In sixth grade, I learned the word “discipline” for the first time when a somewhat friend of mine used it and I asked her what it meant, and she said, somewhat shocked, You’ve never heard that word before? Perhaps this was because until sixth grade I went to a groovy private school where we called our teachers by their first names. It’s not that I was unaware of the concept, really, but I did not fully get it until I was unceremoniously moved to a fairly strict public school and skipped a grade in the process. My sixth grade teacher traumatized most of the class with her so-called “discipline” while pretending to be an openhearted soul when our parents were around. But that is a story for another time.

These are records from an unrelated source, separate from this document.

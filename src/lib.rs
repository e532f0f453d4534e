//! Tournament bracket and schedule engine: models, generators, match lifecycle and a shared store.

pub mod logic;
pub mod models;
pub mod store;

pub use logic::{
    add_friendly_match, bracket_view, build_bracket, build_round_robin, compute_standings,
    create_tournament, draw_seeds, generate_bracket, generate_round_robin, generate_schedule,
    get_standings, propagate_winner, record_score, register_team, reschedule_match, round_label,
    seeding_order, set_format, set_match_venue, standings_csv, start_match, update_live_score,
    withdraw_team, Advance, BracketView, GenerationOptions, MatchState, MatchView, NewTournament,
    RoundView, Schedule, StandingsRow, TeamRef,
};
pub use models::{
    ErrorKind, Format, GameMatch, MatchId, MatchStatus, Round, RoundId, ScoringRules, Slot, Team,
    TeamId, TeamStatus, Tournament, TournamentError, TournamentId, TournamentSettings,
};
pub use store::TournamentStore;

As for the other meaning of the word (“activity or experience that provides mental or physical training”), I didn’t really get it until quite recently when I watched a very young woman on YouTube (whose yoga classes I do sometimes) describe in a video the difference between motivation and discipline. Unfortunately, she took the video down not long after posting it, which I discovered when I wanted to watch it again, as the significance of what she had said was slowly dawning on me.
I learned discipline through doing yoga every single day for nearly seven-and-a-half years. And when I say every single day, I mean every single day. Even when I was struck down by the flu last fall I managed to do some gentle classes each day. That’s the thing about yoga, I keep telling myself and anyone who will listen. You can choose classes based on your mood, energy level, general achiness, etc. So that at this point, and for a long time, I never wonder if I will do yoga each day but only when (and these days, it’s almost always first thing in the morning). So, after that video (the young have so much to teach us!), I realized that yoga had become a discipline for me. I was not waiting to be motivated to do it; I was simply doing it every day.

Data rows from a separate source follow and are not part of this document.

//! Single binary web server: JSON API over the bracket engine.
//! Run with: cargo run --bin web
//! Listens on 0.0.0.0:8080 by default.
//! Override with env: HOST (e.g. 0.0.0.0), PORT (e.g. 8080). Log level via RUST_LOG.

use actix_web::{
    get, post, put,
    web::{Data, Json, Path},
    App, HttpResponse, HttpServer, Responder,
};
use bracket_engine::{
    ErrorKind, Format, GenerationOptions, MatchId, NewTournament, TeamId, TournamentError,
    TournamentId, TournamentStore,
};
use chrono::{DateTime, Utc};
use serde::{Deserialize, Serialize};
use std::time::Duration;

type AppState = Data<TournamentStore>;

/// Inactivity threshold: tournaments not accessed for this long are removed.
const INACTIVITY_TIMEOUT: Duration = Duration::from_secs(12 * 3600);

/// How often the cleanup task runs.
const CLEANUP_INTERVAL: Duration = Duration::from_secs(30 * 60);

#[derive(Serialize)]
struct HealthResponse {
    ok: bool,
    service: &'static str,
}

#[derive(Deserialize)]
struct RegisterTeamBody {
    name: String,
    members: Vec<String>,
}

#[derive(Deserialize)]
struct SetFormatBody {
    format: Format,
}

#[derive(Deserialize)]
struct GenerateBody {
    team_ids: Vec<TeamId>,
    #[serde(flatten)]
    options: GenerationOptions,
}

#[derive(Deserialize)]
struct FriendlyMatchBody {
    home: TeamId,
    away: TeamId,
    #[serde(default)]
    scheduled_at: Option<DateTime<Utc>>,
    #[serde(default)]
    venue: Option<String>,
}

#[derive(Deserialize)]
struct ScoreBody {
    home_score: u32,
    away_score: u32,
    expected_version: u64,
    /// Keep the match live instead of completing it.
    #[serde(default)]
    live: bool,
}

#[derive(Deserialize)]
struct RescheduleBody {
    scheduled_at: DateTime<Utc>,
}

#[derive(Deserialize)]
struct VenueBody {
    venue: Option<String>,
}

#[derive(Serialize)]
struct CreatedId<T: Serialize> {
    id: T,
}

/// Path segment: tournament id (e.g. /api/tournaments/{id})
#[derive(Deserialize)]
struct TournamentPath {
    id: TournamentId,
}

/// Path segments: tournament id and team id (e.g. /api/tournaments/{id}/teams/{team_id})
#[derive(Deserialize)]
struct TournamentTeamPath {
    id: TournamentId,
    team_id: TeamId,
}

/// Path segment: match id (e.g. /api/matches/{match_id})
#[derive(Deserialize)]
struct MatchPath {
    match_id: MatchId,
}

/// Map an engine error to a status code with `{ "error": ... }` body.
fn error_response(e: TournamentError) -> HttpResponse {
    let body = serde_json::json!({ "error": e.to_string() });
    match e.kind() {
        ErrorKind::Validation => HttpResponse::BadRequest().json(body),
        ErrorKind::Conflict => HttpResponse::Conflict().json(body),
        ErrorKind::NotFound => HttpResponse::NotFound().json(body),
        ErrorKind::Invariant => {
            log::error!("Internal error: {}", e);
            HttpResponse::InternalServerError().json(body)
        }
    }
}

fn respond<T: Serialize>(result: Result<T, TournamentError>) -> HttpResponse {
    match result {
        Ok(value) => HttpResponse::Ok().json(value),
        Err(e) => error_response(e),
    }
}

#[get("/api/health")]
async fn api_health() -> impl Responder {
    HttpResponse::Ok().json(HealthResponse {
        ok: true,
        service: "bracket-engine",
    })
}

/// Create a new tournament (returns it with id; client stores id for subsequent requests).
#[post("/api/tournaments")]
async fn api_create_tournament(state: AppState, body: Json<NewTournament>) -> HttpResponse {
    respond(state.create_tournament(body.into_inner()))
}

/// Get a tournament by id (404 if not found). Touching it refreshes last_activity.
#[get("/api/tournaments/{id}")]
async fn api_get_tournament(state: AppState, path: Path<TournamentPath>) -> HttpResponse {
    respond(state.get(path.id))
}

/// Change format (only before any match exists).
#[put("/api/tournaments/{id}/format")]
async fn api_set_format(
    state: AppState,
    path: Path<TournamentPath>,
    body: Json<SetFormatBody>,
) -> HttpResponse {
    respond(state.set_format(path.id, body.format))
}

#[post("/api/tournaments/{id}/teams")]
async fn api_register_team(
    state: AppState,
    path: Path<TournamentPath>,
    body: Json<RegisterTeamBody>,
) -> HttpResponse {
    respond(
        state
            .register_team(path.id, &body.name, &body.members)
            .map(|id| CreatedId { id }),
    )
}

#[post("/api/tournaments/{id}/teams/{team_id}/withdraw")]
async fn api_withdraw_team(state: AppState, path: Path<TournamentTeamPath>) -> HttpResponse {
    match state.withdraw_team(path.id, path.team_id) {
        Ok(()) => HttpResponse::NoContent().finish(),
        Err(e) => error_response(e),
    }
}

/// Generate the cup bracket; `team_ids` is the seed order, best first.
#[post("/api/tournaments/{id}/bracket")]
async fn api_generate_bracket(
    state: AppState,
    path: Path<TournamentPath>,
    body: Json<GenerateBody>,
) -> HttpResponse {
    respond(state.generate_bracket(path.id, &body.team_ids, &body.options))
}

#[post("/api/tournaments/{id}/round-robin")]
async fn api_generate_round_robin(
    state: AppState,
    path: Path<TournamentPath>,
    body: Json<GenerateBody>,
) -> HttpResponse {
    respond(state.generate_round_robin(path.id, &body.team_ids, &body.options))
}

/// Generate from all active teams according to the tournament's format.
#[post("/api/tournaments/{id}/schedule")]
async fn api_generate_schedule(
    state: AppState,
    path: Path<TournamentPath>,
    body: Option<Json<GenerationOptions>>,
) -> HttpResponse {
    let options = body.map(|b| b.into_inner()).unwrap_or_default();
    respond(state.generate_schedule(path.id, &options))
}

/// Add a friendly match ("fun" format).
#[post("/api/tournaments/{id}/matches")]
async fn api_add_friendly_match(
    state: AppState,
    path: Path<TournamentPath>,
    body: Json<FriendlyMatchBody>,
) -> HttpResponse {
    let body = body.into_inner();
    respond(
        state
            .add_friendly_match(path.id, body.home, body.away, body.scheduled_at, body.venue)
            .map(|id| CreatedId { id }),
    )
}

#[get("/api/tournaments/{id}/view")]
async fn api_bracket_view(state: AppState, path: Path<TournamentPath>) -> HttpResponse {
    respond(state.bracket_view(path.id))
}

#[get("/api/tournaments/{id}/standings")]
async fn api_standings(state: AppState, path: Path<TournamentPath>) -> HttpResponse {
    respond(state.standings(path.id))
}

#[get("/api/tournaments/{id}/standings.csv")]
async fn api_standings_csv(state: AppState, path: Path<TournamentPath>) -> HttpResponse {
    match state.standings_csv(path.id) {
        Ok(csv) => HttpResponse::Ok()
            .content_type("text/csv; charset=utf-8")
            .body(csv),
        Err(e) => error_response(e),
    }
}

#[post("/api/matches/{match_id}/start")]
async fn api_start_match(state: AppState, path: Path<MatchPath>) -> HttpResponse {
    respond(state.start_match(path.match_id))
}

/// Record a score. `expected_version` must be the version last read; 409 on mismatch.
#[put("/api/matches/{match_id}/score")]
async fn api_record_score(
    state: AppState,
    path: Path<MatchPath>,
    body: Json<ScoreBody>,
) -> HttpResponse {
    let result = if body.live {
        state.update_live_score(path.match_id, body.home_score, body.away_score, body.expected_version)
    } else {
        state.record_score(path.match_id, body.home_score, body.away_score, body.expected_version)
    };
    respond(result)
}

#[put("/api/matches/{match_id}/schedule")]
async fn api_reschedule_match(
    state: AppState,
    path: Path<MatchPath>,
    body: Json<RescheduleBody>,
) -> HttpResponse {
    respond(state.reschedule_match(path.match_id, body.scheduled_at))
}

#[put("/api/matches/{match_id}/venue")]
async fn api_set_match_venue(
    state: AppState,
    path: Path<MatchPath>,
    body: Json<VenueBody>,
) -> HttpResponse {
    respond(state.set_match_venue(path.match_id, body.into_inner().venue))
}

fn default_host() -> String {
    "0.0.0.0".to_string()
}

fn default_port() -> u16 {
    8080
}

#[actix_web::main]
async fn main() -> std::io::Result<()> {
    env_logger::init_from_env(env_logger::Env::new().default_filter_or("info"));

    let host = std::env::var("HOST").unwrap_or_else(|_| default_host());
    let port: u16 = std::env::var("PORT")
        .ok()
        .and_then(|p| p.parse().ok())
        .unwrap_or_else(default_port);
    let bind = (host.as_str(), port);
    log::info!("Starting server at http://{}:{}", bind.0, bind.1);

    let state = Data::new(TournamentStore::new());

    // Background task: every 30 minutes, remove tournaments inactive for 12+ hours
    let state_cleanup = state.clone();
    actix_web::rt::spawn(async move {
        let mut interval = actix_web::rt::time::interval(CLEANUP_INTERVAL);
        loop {
            interval.tick().await;
            match state_cleanup.evict_inactive(INACTIVITY_TIMEOUT) {
                Ok(0) => {}
                Ok(removed) => {
                    log::info!("Cleaned up {} inactive tournament(s) (no activity for 12h)", removed)
                }
                Err(e) => log::warn!("Cleanup skipped: {}", e),
            }
        }
    });

    HttpServer::new(move || {
        App::new()
            .app_data(state.clone())
            .service(api_health)
            .service(api_create_tournament)
            .service(api_get_tournament)
            .service(api_set_format)
            .service(api_register_team)
            .service(api_withdraw_team)
            .service(api_generate_bracket)
            .service(api_generate_round_robin)
            .service(api_generate_schedule)
            .service(api_add_friendly_match)
            .service(api_bracket_view)
            .service(api_standings_csv)
            .service(api_standings)
            .service(api_start_match)
            .service(api_record_score)
            .service(api_reschedule_match)
            .service(api_set_match_venue)
    })
    .bind(bind)?
    .run()
    .await
}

And so I thought, at various times over these years, what is something else that I could treat the same way? What can I do not because I’m motivated to do it, but just because I have decided to do it every day. I think you can guess what I came up with. I had done this daily writing and blog posting back in 2016, during the month of February (obviously I chose the shortest month; I’m no fool) and decided that it was time to try it again, having only a vague memory of how hard it had been (which is similar to what happens when you have a second child; you go through an entire pregnancy and only remember what labor is like the second it kicks in and then you think, Oh no, wait, what have I done?).

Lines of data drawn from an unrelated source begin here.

//! RFC 9457 Problem Details responses.
//!
//! See <https://www.rfc-editor.org/rfc/rfc9457.html>.

use axum::{
    response::{IntoResponse, Response},
    Json,
};
use http::{header, HeaderValue, StatusCode};
use serde::{Deserialize, Serialize};

use routefinder_lib::Error as LibError;

pub const PROBLEM_INVALID_REQUEST: &str = "/problems/invalid-request";
pub const PROBLEM_INTERNAL_ERROR: &str = "/problems/internal-error";
/// Used when a query outlives the configured timeout.
pub const PROBLEM_SERVICE_UNAVAILABLE: &str = "/problems/service-unavailable";

#[derive(Debug, Clone, Serialize, Deserialize)]
pub struct ProblemDetails {
    #[serde(rename = "type")]
    pub type_uri: String,
    pub title: String,
    pub status: u16,
    #[serde(skip_serializing_if = "Option::is_none")]
    pub detail: Option<String>,
    /// Request identifier of the failing call.
    #[serde(skip_serializing_if = "Option::is_none")]
    pub instance: Option<String>,
    pub content_type: String,
}

impl ProblemDetails {
    pub fn new(type_uri: impl Into<String>, title: impl Into<String>, status: StatusCode) -> Self {
        Self {
            type_uri: type_uri.into(),
            title: title.into(),
            status: status.as_u16(),
            detail: None,
            instance: None,
            content_type: "application/problem+json".to_string(),
        }
    }

    pub fn with_detail(mut self, detail: impl Into<String>) -> Self {
        self.detail = Some(detail.into());
        self
    }

    pub fn with_request_id(mut self, request_id: impl Into<String>) -> Self {
        self.instance = Some(request_id.into());
        self
    }

    pub fn bad_request(detail: impl Into<String>, request_id: impl Into<String>) -> Self {
        Self::new(
            PROBLEM_INVALID_REQUEST,
            "Invalid Request",
            StatusCode::BAD_REQUEST,
        )
        .with_detail(detail)
        .with_request_id(request_id)
    }

    pub fn internal_error(detail: impl Into<String>, request_id: impl Into<String>) -> Self {
        Self::new(
            PROBLEM_INTERNAL_ERROR,
            "Internal Error",
            StatusCode::INTERNAL_SERVER_ERROR,
        )
        .with_detail(detail)
        .with_request_id(request_id)
    }

    pub fn service_unavailable(detail: impl Into<String>, request_id: impl Into<String>) -> Self {
        Self::new(
            PROBLEM_SERVICE_UNAVAILABLE,
            "Service Unavailable",
            StatusCode::SERVICE_UNAVAILABLE,
        )
        .with_detail(detail)
        .with_request_id(request_id)
    }
}

impl std::fmt::Display for ProblemDetails {
    fn fmt(&self, f: &mut std::fmt::Formatter<'_>) -> std::fmt::Result {
        write!(f, "{}: {}", self.title, self.detail.as_deref().unwrap_or(""))
    }
}

impl std::error::Error for ProblemDetails {}

impl IntoResponse for ProblemDetails {
    fn into_response(self) -> Response {
        let status = StatusCode::from_u16(self.status).unwrap_or(StatusCode::INTERNAL_SERVER_ERROR);
        let mut response = Json(&self).into_response();
        response.headers_mut().insert(
            header::CONTENT_TYPE,
            HeaderValue::from_static("application/problem+json"),
        );
        *response.status_mut() = status;
        response
    }
}

/// Map a library error onto a problem response.
///
/// Caller mistakes become 400s; everything else is a 500.
pub fn from_lib_error(error: &LibError, request_id: &str) -> ProblemDetails {
    if error.is_invalid_input() {
        ProblemDetails::bad_request(error.to_string(), request_id)
    } else {
        ProblemDetails::internal_error(error.to_string(), request_id)
    }
}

But this time it was going to be different: I had been practicing discipline for seven-and-a-half years, instead of just half a year, so why not try again? I had written practically nothing last year, which felt like a glorious break (never disregard fallow times), and I was suddenly in the mood to start again. But the every day-ness of it all was not as easy as it seemed at first. Obviously, unlike yoga, it began to feel like work. I mean, it is a lot like some of the work I do, which is doing a ton of research and condensing it all down into something readable. But I knew that if I left it up to motivation, I’d be motivated to write maybe once or twice a week (or less?). So this month, writing became a discipline for me, and I began to understand how people write books, something I have never been interested in: you just do it, ideally at the same time every day (which was never possible for me because of my work), for some predetermined amount of time or amount of pages per day.
But I soon realized that this is not the way I like to write, if I’m writing for myself. Most of the writing I do is for work, meaning I get paid for it. When the writing is just for me, when I am motivated to write, it is thrilling to be so interested in something that I feel compelled to write about it. Turning writing into unpaid work didn’t feel great a lot of the time. There are some blog posts that I really enjoyed writing, that I think worked well. There are others that I might have spent more time on if I had not just wanted to get them done. There were a couple days that I was too exhausted to write much of anything and found some old writings to repurpose, for which I am grateful to past me.
And one thing I learned from this month is just how long a month can feel when you are aware of each day passing. And that I think if it’s quality writing you want (in short form anyway), motivation might actually be the way to go. Or maybe yoga has perfectly taught me about discipline and I don’t need to add anything. If I figure out anything else, I’ll let you know. But in the meantime, I’ll see you on the mat.